■ **THE PROBLEM**: Take the lines below between the one holding "use std::path::PathBuf;" and the one holding "an empty list.", inclusive, and copy them exactly. Add nothing.

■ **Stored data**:
.....
//! Script store: filesystem discovery and loading of migration units.
//!
//! A unit is one subdirectory of the migrations root holding an `up.sql`
//! (forward) and a `down.sql` (backward) script. The directory is the sole
//! source of truth for what is available to apply; nothing is cached and
//! every load reads the file fresh.

use std::fs;
use std::io;
use std::path::PathBuf;

use crate::error::{MigrateError, MigrateResult};

const FORWARD_SCRIPT: &str = "up.sql";
const BACKWARD_SCRIPT: &str = "down.sql";

pub struct ScriptStore {
    root: PathBuf,
}

impl ScriptStore {
    pub fn new(root: impl Into<PathBuf>) -> Self {
        Self { root: root.into() }
    }

    /// List unit names in natural (lexical) order.
    ///
    /// A missing migrations root yields an empty list.
    pub fn list_units(&self) -> MigrateResult<Vec<String>> {
        if !self.root.exists() {
            return Ok(Vec::new());
        }

        let entries = fs::read_dir(&self.root).map_err(|e| MigrateError::Io {
            path: self.root.clone(),
            source: e,
        })?;

        let mut units = Vec::new();
        for entry in entries {
            let entry = entry.map_err(|e| MigrateError::Io {
                path: self.root.clone(),
                source: e,
            })?;
            let path = entry.path();
            if !path.is_dir() {
                continue;
            }
            if let Some(name) = path.file_name().and_then(|n| n.to_str()) {
                units.push(name.to_string());
            }
        }

        units.sort();
        Ok(units)
    }

    /// Read the forward (apply) script for a unit.
    pub fn load_forward(&self, unit: &str) -> MigrateResult<String> {
        self.read_script(unit, FORWARD_SCRIPT)
    }

    /// Read the backward (revert) script for a unit.
    pub fn load_backward(&self, unit: &str) -> MigrateResult<String> {
        self.read_script(unit, BACKWARD_SCRIPT)
    }

    fn read_script(&self, unit: &str, file: &str) -> MigrateResult<String> {
        let path = self.root.join(unit).join(file);
        fs::read_to_string(&path).map_err(|e| {
            if e.kind() == io::ErrorKind::NotFound {
                MigrateError::ScriptNotFound(path)
            } else {
                MigrateError::Io { path, source: e }
            }
        })
    }
}

#[cfg(test)]
mod tests {
    use super::*;
    use tempfile::TempDir;

    fn unit(dir: &TempDir, name: &str, up: &str, down: &str) {
        let unit_dir = dir.path().join(name);
        fs::create_dir_all(&unit_dir).unwrap();
        fs::write(unit_dir.join("up.sql"), up).unwrap();
        fs::write(unit_dir.join("down.sql"), down).unwrap();
    }

    #[test]
    fn lists_units_in_lexical_order() {
        let dir = TempDir::new().unwrap();
        unit(&dir, "002_create_posts", "b", "b");
        unit(&dir, "001_create_users", "a", "a");
        unit(&dir, "010_create_tags", "c", "c");

        let store = ScriptStore::new(dir.path());
        assert_eq!(
            store.list_units().unwrap(),
            vec!["001_create_users", "002_create_posts", "010_create_tags"]
        );
    }

    #[test]
    fn missing_root_yields_empty_list() {
        let store = ScriptStore::new("/nonexistent/migrations/root");
        assert!(store.list_units().unwrap().is_empty());
    }

    #[test]
    fn stray_files_in_root_are_ignored() {
        let dir = TempDir::new().unwrap();
        unit(&dir, "001_create_users", "a", "a");
        fs::write(dir.path().join("README.txt"), "notes").unwrap();

        let store = ScriptStore::new(dir.path());
        assert_eq!(store.list_units().unwrap(), vec!["001_create_users"]);
    }

    #[test]
    fn loads_forward_and_backward_scripts() {
        let dir = TempDir::new().unwrap();
        unit(&dir, "001_create_users", "CREATE TABLE users;", "DROP TABLE users;");

        let store = ScriptStore::new(dir.path());
        assert_eq!(
            store.load_forward("001_create_users").unwrap(),
            "CREATE TABLE users;"
        );
        assert_eq!(
            store.load_backward("001_create_users").unwrap(),
            "DROP TABLE users;"
        );
    }

    #[test]
    fn missing_script_is_not_found() {
        let dir = TempDir::new().unwrap();
        let unit_dir = dir.path().join("001_create_users");
        fs::create_dir_all(&unit_dir).unwrap();
        fs::write(unit_dir.join("up.sql"), "CREATE TABLE users;").unwrap();

        let store = ScriptStore::new(dir.path());
        let err = store.load_backward("001_create_users").unwrap_err();
        assert!(matches!(err, MigrateError::ScriptNotFound(_)));
    }
}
.....
■ **RESPONSE TO THIS TASK**:
use std::path::PathBuf;

use crate::error::{MigrateError, MigrateResult};

const FORWARD_SCRIPT: &str = "up.sql";
const BACKWARD_SCRIPT: &str = "down.sql";

pub struct ScriptStore {
    root: PathBuf,
}

impl ScriptStore {
    pub fn new(root: impl Into<PathBuf>) -> Self {
        Self { root: root.into() }
    }

    /// List unit names in natural (lexical) order.
    ///
    /// A missing migrations root yields an empty list.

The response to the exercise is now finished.